The effects of the smog weren’t just visual; they were felt by residents living in that polluted air. Persistent headaches. Watering eyes. Labored breath. Avol recalls how he and other members of his high school cross-country team sometimes coughed for days after competing in the smoggy air.
Over the decades, Avol has continued to make his home in Los Angeles, and has had a front-row seat to dramatic improvements in air quality. Much of that improvement stems from the ever-tightening standards California has enacted for auto and truck tailpipe emissions, starting in the 1960s. Avol is among the environmental researchers whose work has helped propel that steady progress.
“There’s a significant air pollution problem in California,” Avol said. “There’s also a success story to tell for pollution mitigation and reduction in California.”
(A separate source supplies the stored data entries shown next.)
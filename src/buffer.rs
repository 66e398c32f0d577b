//! Append-and-slice byte accumulator used for command and data payloads.

use crate::error::Error;
use scroll::{Pread, BE, LE};

/// A growable byte buffer with little/big-endian helpers.
///
/// Writers append at the end; readers take a byte offset into the
/// accumulated bytes. Reads past the end are treated as malformed-protocol
/// failures rather than panics, since the offsets usually come straight out
/// of probe responses.
#[derive(Debug, Default, Clone)]
pub struct Buffer {
    data: Vec<u8>,
}

impl Buffer {
    pub fn new() -> Self {
        Self::default()
    }

    pub fn with_capacity(capacity: usize) -> Self {
        Buffer {
            data: Vec::with_capacity(capacity),
        }
    }

    pub fn len(&self) -> usize {
        self.data.len()
    }

    pub fn is_empty(&self) -> bool {
        self.data.is_empty()
    }

    pub fn clear(&mut self) {
        self.data.clear();
    }

    pub fn bytes(&self) -> &[u8] {
        &self.data
    }

    pub(crate) fn as_mut_slice(&mut self) -> &mut [u8] {
        &mut self.data
    }

    /// Grows or shrinks the buffer to `len` bytes, zero-filling new space.
    pub(crate) fn resize(&mut self, len: usize) {
        self.data.resize(len, 0);
    }

    pub fn write_u8(&mut self, value: u8) {
        self.data.push(value);
    }

    pub fn write_u16_le(&mut self, value: u16) {
        self.data.extend_from_slice(&value.to_le_bytes());
    }

    pub fn write_u32_le(&mut self, value: u32) {
        self.data.extend_from_slice(&value.to_le_bytes());
    }

    pub fn extend(&mut self, bytes: &[u8]) {
        self.data.extend_from_slice(bytes);
    }

    pub fn read_u16_le(&self, offset: usize) -> Result<u16, Error> {
        self.data
            .pread_with(offset, LE)
            .map_err(|_| self.short_read(offset, 2))
    }

    pub fn read_u16_be(&self, offset: usize) -> Result<u16, Error> {
        self.data
            .pread_with(offset, BE)
            .map_err(|_| self.short_read(offset, 2))
    }

    pub fn read_u32_le(&self, offset: usize) -> Result<u32, Error> {
        self.data
            .pread_with(offset, LE)
            .map_err(|_| self.short_read(offset, 4))
    }

    pub fn read_u32_be(&self, offset: usize) -> Result<u32, Error> {
        self.data
            .pread_with(offset, BE)
            .map_err(|_| self.short_read(offset, 4))
    }

    fn short_read(&self, offset: usize, want: usize) -> Error {
        Error::Protocol(format!(
            "response too short: need {} bytes at offset {}, have {}",
            want,
            offset,
            self.data.len()
        ))
    }
}

impl AsRef<[u8]> for Buffer {
    fn as_ref(&self) -> &[u8] {
        &self.data
    }
}

#[cfg(test)]
mod test {
    use super::*;

    #[test]
    fn u32_le_round_trip() {
        for value in [0u32, 1, 0xdead_beef, u32::MAX] {
            let mut buf = Buffer::new();
            buf.write_u32_le(value);
            assert_eq!(buf.read_u32_le(0).unwrap(), value);
        }
    }

    #[test]
    fn u16_round_trip() {
        let mut buf = Buffer::new();
        buf.write_u16_le(0x1234);
        assert_eq!(buf.read_u16_le(0).unwrap(), 0x1234);
        assert_eq!(buf.read_u16_be(0).unwrap(), 0x3412);
    }

    #[test]
    fn little_endian_layout() {
        let mut buf = Buffer::new();
        buf.write_u32_le(0x0102_0304);
        assert_eq!(buf.bytes(), &[0x04, 0x03, 0x02, 0x01]);
    }

    #[test]
    fn big_endian_reader_reverses() {
        let mut buf = Buffer::new();
        buf.extend(&[0x20, 0xe5]);
        assert_eq!(buf.read_u16_be(0).unwrap(), 0x20e5);
        assert_eq!(buf.read_u16_le(0).unwrap(), 0xe520);
    }

    #[test]
    fn out_of_range_read_is_protocol_error() {
        let mut buf = Buffer::new();
        buf.write_u8(0xff);
        assert!(matches!(buf.read_u32_le(0), Err(Error::Protocol(_))));
        assert!(matches!(buf.read_u16_le(1), Err(Error::Protocol(_))));
    }
}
California is now engaged in a high-stakes legal battle with President Donald Trump and his administration over the state’s longstanding authority to set its own emissions standards for cars and trucks sold in California. The administration has moved to revoke a waiver, in place since the federal Clean Air Act of 1970, that enables the state to set stricter emissions standards than the federal government because its pollution problems are so unique and severe.
In its initial efforts, California’s stricter standards targeted the emissions that fed the cloak of smog Avol knew growing up, including ozone and carbon monoxide. More recently, the state has expanded its target to include greenhouse gas emissions that contribute to climate change and global warming.
When it comes to smog, the standards have made a difference. Over the past three decades, counties across the state have made steady progress in reducing days that registered hazardous levels of ozone and particulate matter.
The improved air quality led to improved health indicators. For example, a recent USC study that tracked Southern California children over 20 years found that the reduction in smog translated to roughly 20% fewer new asthma cases in children.
Even with progress, the state’s pollution problems are far from solved. California’s large population combined with its fanatic car culture, warm climate, wind patterns and towering mountain-to-deep-valley geology have made continued improvement challenging. The state also bears a disproportionate burden of the country’s economic trade via high-emission trains, planes and ships.
California still has the five metropolitan areas that routinely register the highest levels of ozone pollution in the nation: Los Angeles, Visalia, Bakersfield, Fresno and Sacramento.
Avol is among those who say the Trump administration’s efforts to roll back emissions standards are likely to impede further progress. Still, he finds a silver lining. The standoff has focused a spotlight on how far California has come because it implemented strict standards and the difference that has made for the people who live here.
“In terms of protecting public health,” Avol said, “improving air quality is a big deal.”